RESULTS: During anesthesia and in the PACU, significantly more patients in the oximetry group had at least one respiratory event than did the control patients. This was the result of a 19-fold increase in the incidence of diagnosed hypoxemia in the oximetry group than in the control group in both the OR and PACU (P < 0.00001). In the OR, cardiovascular events were observed in a similar number of patients in both groups, except myocardial ischemia (as defined by angina or ST-segment depression), which was detected in 12 patients in the oximetry group and in 26 patients in the control group (P < 0.03). Several changes in PACU care were observed in association with the use of pulse oximetry. These included higher flow rate of supplemental oxygen (P < 0.00001), increased use of supplemental oxygen at discharge (P < 0.00001), and increased use of naloxone (P < 0.02). The rate of changes in patient care as a consequence of the oximetry monitoring increased as the American Society of Anesthesiologists physical status worsened (P < 0.00001). One or more postoperative complications occurred in 10% of the patients in the oximetry group and in 9.4% in the control group (difference not significant). The two groups did not differ significantly in cardiovascular, respiratory, neurologic, or infectious complications. The duration of hospital stay was a median of 5 days in both groups (difference not significant). An equal number of inhospital deaths were registered in the two groups. Questionnaires, completed by the anesthesiologists at the five participating departments, revealed that 18% of the anesthesiologists had experienced a situation in which a pulse oximeter helped to avoid a serious event or complication and that 80% of the anesthesiologists felt more secure when they used a pulse oximeter.

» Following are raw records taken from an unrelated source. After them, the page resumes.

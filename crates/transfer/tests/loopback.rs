//! End-to-end transfers over loopback TCP.

use std::net::SocketAddr;
use std::path::{Path, PathBuf};
use std::time::Duration;

use chunkferry_protocol::{Frame, decode};
use chunkferry_transfer::{
    Direction, FaultAction, FaultConfig, FaultPolicy, FrameTransport, ReceiverSession,
    SenderSession, SessionOutcome, TransferConfig, TransferError, TransferServer, send_file,
};
use tempfile::TempDir;
use tokio::net::{TcpListener, TcpStream};
use tokio::sync::mpsc;
use tokio_util::sync::CancellationToken;

fn fast_config(output_dir: &Path) -> TransferConfig {
    TransferConfig {
        ack_timeout: Duration::from_millis(100),
        output_dir: output_dir.to_path_buf(),
        ..Default::default()
    }
}

async fn start_server(
    config: TransferConfig,
) -> (SocketAddr, CancellationToken, mpsc::Receiver<SessionOutcome>) {
    let cancel = CancellationToken::new();
    let (tx, rx) = mpsc::channel(64);
    let server = TransferServer::bind("127.0.0.1:0", config, cancel.clone())
        .await
        .unwrap()
        .with_outcomes(tx);
    let addr = server.local_addr().unwrap();
    tokio::spawn(server.run());
    (addr, cancel, rx)
}

/// Deterministic content that is not a repetition of one chunk.
fn pattern(len: usize) -> Vec<u8> {
    (0..len).map(|i| (i * 31 % 251) as u8).collect()
}

fn write_source(dir: &Path, name: &str, data: &[u8]) -> PathBuf {
    let path = dir.join(name);
    std::fs::write(&path, data).unwrap();
    path
}

fn leftover_parts(dir: &Path) -> Vec<String> {
    std::fs::read_dir(dir)
        .unwrap()
        .map(|e| e.unwrap().file_name().to_string_lossy().into_owned())
        .filter(|n| n.ends_with(".part"))
        .collect()
}

/// Drops frames matching a predicate, a limited number of times.
struct DropMatching<F> {
    direction: Direction,
    matches: F,
    remaining: usize,
}

impl<F> FaultPolicy for DropMatching<F>
where
    F: Fn(&Frame) -> bool + Send,
{
    fn apply(&mut self, direction: Direction, frame: &mut [u8]) -> FaultAction {
        if direction != self.direction || self.remaining == 0 {
            return FaultAction::Pass;
        }
        match decode(frame) {
            Ok(decoded) if (self.matches)(&decoded) => {
                self.remaining -= 1;
                FaultAction::Drop
            }
            _ => FaultAction::Pass,
        }
    }
}

#[tokio::test]
async fn round_trip_preserves_content() {
    let src = TempDir::new().unwrap();
    let out = TempDir::new().unwrap();
    let (addr, cancel, mut outcomes) = start_server(fast_config(out.path())).await;

    let cases: &[(usize, usize)] = &[
        (0, 4096),
        (1, 4096),
        (4095, 4096),
        (4096, 4096),
        (4097, 4096),
        (100_000, 4096),
        (10_000, 1000),
        (10_001, 1000),
        (64 * 1024, 16 * 1024),
    ];

    for (i, &(size, chunk_size)) in cases.iter().enumerate() {
        let data = pattern(size);
        let name = format!("file_{i}.bin");
        let path = write_source(src.path(), &name, &data);
        let config = TransferConfig {
            chunk_size,
            ..fast_config(out.path())
        };

        let report = send_file(&addr.to_string(), &path, &config, CancellationToken::new(), None)
            .await
            .unwrap_or_else(|e| panic!("size {size} chunk {chunk_size}: {e}"));
        assert_eq!(report.bytes_sent, size as u64);
        assert_eq!(report.chunks, size.div_ceil(chunk_size).max(1) as u64);
        assert_eq!(report.retries, 0);

        let outcome = outcomes.recv().await.unwrap();
        let received = outcome.result.unwrap();
        assert_eq!(received.destination, out.path().join(format!("received_{name}")));
        assert_eq!(std::fs::read(&received.destination).unwrap(), data);
    }

    assert!(leftover_parts(out.path()).is_empty());
    cancel.cancel();
}

#[tokio::test]
async fn nine_bytes_in_chunks_of_four() {
    let src = TempDir::new().unwrap();
    let out = TempDir::new().unwrap();
    let (addr, cancel, mut outcomes) = start_server(fast_config(out.path())).await;
    let path = write_source(src.path(), "abc.txt", b"ABCDEFGHI");

    let (tx, mut progress) = mpsc::channel(16);
    let config = TransferConfig {
        chunk_size: 4,
        ..fast_config(out.path())
    };
    let report = send_file(&addr.to_string(), &path, &config, CancellationToken::new(), Some(tx))
        .await
        .unwrap();
    assert_eq!(report.chunks, 3);

    let mut acked = Vec::new();
    while let Ok(p) = progress.try_recv() {
        acked.push((p.sequence, p.bytes_acked));
    }
    assert_eq!(acked, vec![(0, 4), (1, 8), (2, 9)]);

    let received = outcomes.recv().await.unwrap().result.unwrap();
    assert_eq!(std::fs::read(received.destination).unwrap(), b"ABCDEFGHI");
    cancel.cancel();
}

#[tokio::test]
async fn lost_ack_is_recovered_without_duplicating_bytes() {
    let src = TempDir::new().unwrap();
    let out = TempDir::new().unwrap();
    let data = pattern(10);
    let path = write_source(src.path(), "lost_ack.bin", &data);
    let config = TransferConfig {
        chunk_size: 4,
        ..fast_config(out.path())
    };

    let listener = TcpListener::bind("127.0.0.1:0").await.unwrap();
    let addr = listener.local_addr().unwrap();
    let receiver_config = config.clone();
    let receiver = tokio::spawn(async move {
        let (stream, _) = listener.accept().await.unwrap();
        // The first ack for chunk 1 never reaches the sender.
        let policy = DropMatching {
            direction: Direction::Outbound,
            matches: |f: &Frame| matches!(f, Frame::Ack(ack) if ack.sequence == 1),
            remaining: 1,
        };
        let mut transport =
            FrameTransport::new(stream, receiver_config.max_frame_len(), Box::new(policy));
        let mut session = ReceiverSession::new(receiver_config);
        session.run(&mut transport).await
    });

    let report = send_file(&addr.to_string(), &path, &config, CancellationToken::new(), None)
        .await
        .unwrap();
    assert_eq!(report.chunks, 3);
    assert_eq!(report.retries, 1);

    let received = receiver.await.unwrap().unwrap();
    assert_eq!(received.duplicates, 1);
    assert_eq!(received.bytes_written, data.len() as u64);
    assert_eq!(std::fs::read(received.destination).unwrap(), data);
}

#[tokio::test]
async fn random_faults_never_corrupt_a_successful_transfer() {
    let src = TempDir::new().unwrap();
    let out = TempDir::new().unwrap();
    let server_config = TransferConfig {
        chunk_size: 1024,
        ack_timeout: Duration::from_millis(50),
        max_retries: 12,
        ..fast_config(out.path())
    };
    let (addr, cancel, mut outcomes) = start_server(server_config.clone()).await;

    for seed in 0..16u64 {
        let data = pattern(20 * 1024 + seed as usize);
        let name = format!("trial_{seed}.bin");
        let path = write_source(src.path(), &name, &data);
        let config = TransferConfig {
            faults: FaultConfig {
                enabled: true,
                drop_probability: 0.1,
                corrupt_probability: 0.1,
                max_delay: Duration::ZERO,
                seed: Some(seed),
            },
            ..server_config.clone()
        };

        let result =
            send_file(&addr.to_string(), &path, &config, CancellationToken::new(), None).await;
        let outcome = outcomes.recv().await.unwrap();

        match result {
            Ok(report) => {
                assert_eq!(report.bytes_sent, data.len() as u64);
                let received = outcome.result.unwrap();
                assert_eq!(
                    std::fs::read(&received.destination).unwrap(),
                    data,
                    "seed {seed} delivered different bytes"
                );
            }
            Err(e) => panic!("seed {seed}: transfer failed: {e}"),
        }
    }

    assert!(leftover_parts(out.path()).is_empty());
    cancel.cancel();
}

#[tokio::test]
async fn receiver_side_faults_never_corrupt_a_successful_transfer() {
    let src = TempDir::new().unwrap();
    let out = TempDir::new().unwrap();
    let sender_config = TransferConfig {
        chunk_size: 1024,
        ack_timeout: Duration::from_millis(50),
        max_retries: 12,
        ..fast_config(out.path())
    };
    // One seed for the whole server; each connection still sees its own
    // fault sequence.
    let server_config = TransferConfig {
        faults: FaultConfig {
            enabled: true,
            drop_probability: 0.1,
            corrupt_probability: 0.1,
            max_delay: Duration::ZERO,
            seed: Some(7),
        },
        ..sender_config.clone()
    };
    let (addr, cancel, mut outcomes) = start_server(server_config).await;

    let trials = 12u64;
    let mut delivered = 0;
    for trial in 0..trials {
        let data = pattern(8 * 1024 + trial as usize);
        let name = format!("inbound_{trial}.bin");
        let path = write_source(src.path(), &name, &data);

        let result =
            send_file(&addr.to_string(), &path, &sender_config, CancellationToken::new(), None)
                .await;
        let outcome = outcomes.recv().await.unwrap();

        if let Ok(report) = result {
            assert_eq!(report.bytes_sent, data.len() as u64);
            let received = outcome.result.unwrap();
            assert_eq!(
                std::fs::read(&received.destination).unwrap(),
                data,
                "trial {trial} delivered different bytes"
            );
            delivered += 1;
        }
    }

    assert!(delivered >= trials - 1, "only {delivered} of {trials} transfers completed");
    assert!(leftover_parts(out.path()).is_empty());
    cancel.cancel();
}

#[tokio::test]
async fn receiver_waits_for_a_slower_sender() {
    let src = TempDir::new().unwrap();
    let out = TempDir::new().unwrap();
    // The server alone would give up after 500ms of silence.
    let (addr, cancel, mut outcomes) = start_server(fast_config(out.path())).await;
    let data = pattern(10);
    let path = write_source(src.path(), "patient.bin", &data);

    let config = TransferConfig {
        chunk_size: 4,
        ack_timeout: Duration::from_millis(800),
        max_retries: 3,
        ..fast_config(out.path())
    };
    let mut session = SenderSession::open(&path, config.clone()).await.unwrap();
    let stream = TcpStream::connect(addr).await.unwrap();
    // The first transmission of chunk 1 is lost, so the sender stays
    // silent for a full 800ms ack timeout.
    let policy = DropMatching {
        direction: Direction::Outbound,
        matches: |f: &Frame| matches!(f, Frame::Chunk(c) if c.sequence == 1),
        remaining: 1,
    };
    let mut transport = FrameTransport::new(stream, config.max_frame_len(), Box::new(policy));
    let report = session.run(&mut transport).await.unwrap();
    drop(transport);

    assert_eq!(report.chunks, 3);
    assert_eq!(report.retries, 1);

    let received = outcomes.recv().await.unwrap().result.unwrap();
    assert_eq!(std::fs::read(received.destination).unwrap(), data);
    assert!(leftover_parts(out.path()).is_empty());
    cancel.cancel();
}

#[tokio::test]
async fn persistent_loss_fails_and_server_keeps_serving() {
    let src = TempDir::new().unwrap();
    let out = TempDir::new().unwrap();
    let config = TransferConfig {
        chunk_size: 4,
        max_retries: 2,
        ..fast_config(out.path())
    };
    let (addr, cancel, mut outcomes) = start_server(config.clone()).await;
    let path = write_source(src.path(), "doomed.txt", b"ABCDEFGHI");

    // Every transmission of chunk 1 is lost.
    let mut session = SenderSession::open(&path, config.clone()).await.unwrap();
    let stream = TcpStream::connect(addr).await.unwrap();
    let policy = DropMatching {
        direction: Direction::Outbound,
        matches: |f: &Frame| matches!(f, Frame::Chunk(c) if c.sequence == 1),
        remaining: usize::MAX,
    };
    let mut transport = FrameTransport::new(stream, config.max_frame_len(), Box::new(policy));
    let result = session.run(&mut transport).await;
    drop(transport);

    match result {
        Err(TransferError::MaxRetriesExceeded { sequence, retries }) => {
            assert_eq!(sequence, 1);
            assert_eq!(retries, 2);
        }
        other => panic!("expected MaxRetriesExceeded, got {other:?}"),
    }

    let failed = outcomes.recv().await.unwrap();
    assert!(failed.result.is_err());
    assert!(!out.path().join("received_doomed.txt").exists());
    assert!(leftover_parts(out.path()).is_empty());

    // The same server still accepts a clean transfer.
    let path = write_source(src.path(), "fine.txt", b"ABCDEFGHI");
    send_file(&addr.to_string(), &path, &config, CancellationToken::new(), None)
        .await
        .unwrap();
    let received = outcomes.recv().await.unwrap().result.unwrap();
    assert_eq!(std::fs::read(received.destination).unwrap(), b"ABCDEFGHI");
    cancel.cancel();
}

#[tokio::test]
async fn concurrent_transfers_are_independent() {
    let src = TempDir::new().unwrap();
    let out = TempDir::new().unwrap();
    let (addr, cancel, mut outcomes) = start_server(fast_config(out.path())).await;
    let addr = addr.to_string();

    let a = pattern(50_000);
    let b: Vec<u8> = pattern(30_000).into_iter().rev().collect();
    let path_a = write_source(src.path(), "a.bin", &a);
    let path_b = write_source(src.path(), "b.bin", &b);
    let config = fast_config(out.path());

    let (ra, rb) = tokio::join!(
        send_file(&addr, &path_a, &config, CancellationToken::new(), None),
        send_file(&addr, &path_b, &config, CancellationToken::new(), None),
    );
    ra.unwrap();
    rb.unwrap();

    for _ in 0..2 {
        outcomes.recv().await.unwrap().result.unwrap();
    }
    assert_eq!(std::fs::read(out.path().join("received_a.bin")).unwrap(), a);
    assert_eq!(std::fs::read(out.path().join("received_b.bin")).unwrap(), b);
    cancel.cancel();
}

#[tokio::test]
async fn connect_failure_is_reported() {
    let src = TempDir::new().unwrap();
    let path = write_source(src.path(), "x.txt", b"x");

    // Bind and immediately drop to get a port nobody listens on.
    let addr = TcpListener::bind("127.0.0.1:0").await.unwrap().local_addr().unwrap();
    let result = send_file(
        &addr.to_string(),
        &path,
        &TransferConfig::default(),
        CancellationToken::new(),
        None,
    )
    .await;
    assert!(matches!(result, Err(TransferError::Io(_))));
}

#[tokio::test]
async fn missing_source_file_is_an_error() {
    let src = TempDir::new().unwrap();
    let result =
        SenderSession::open(&src.path().join("absent.bin"), TransferConfig::default()).await;
    assert!(result.is_err());
}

CONCLUSIONS: This study demonstrated that pulse oximetry can improve the anesthesiologist's ability to detect hypoxemia and related events in the OR and PACU and that the use of the oximeter was associated with a significant decrease in the rate of myocardial ischemia. Although monitoring with pulse oximetry prompted a number of changes in patient care, a reduction in the overall rate of postoperative complications was not observed.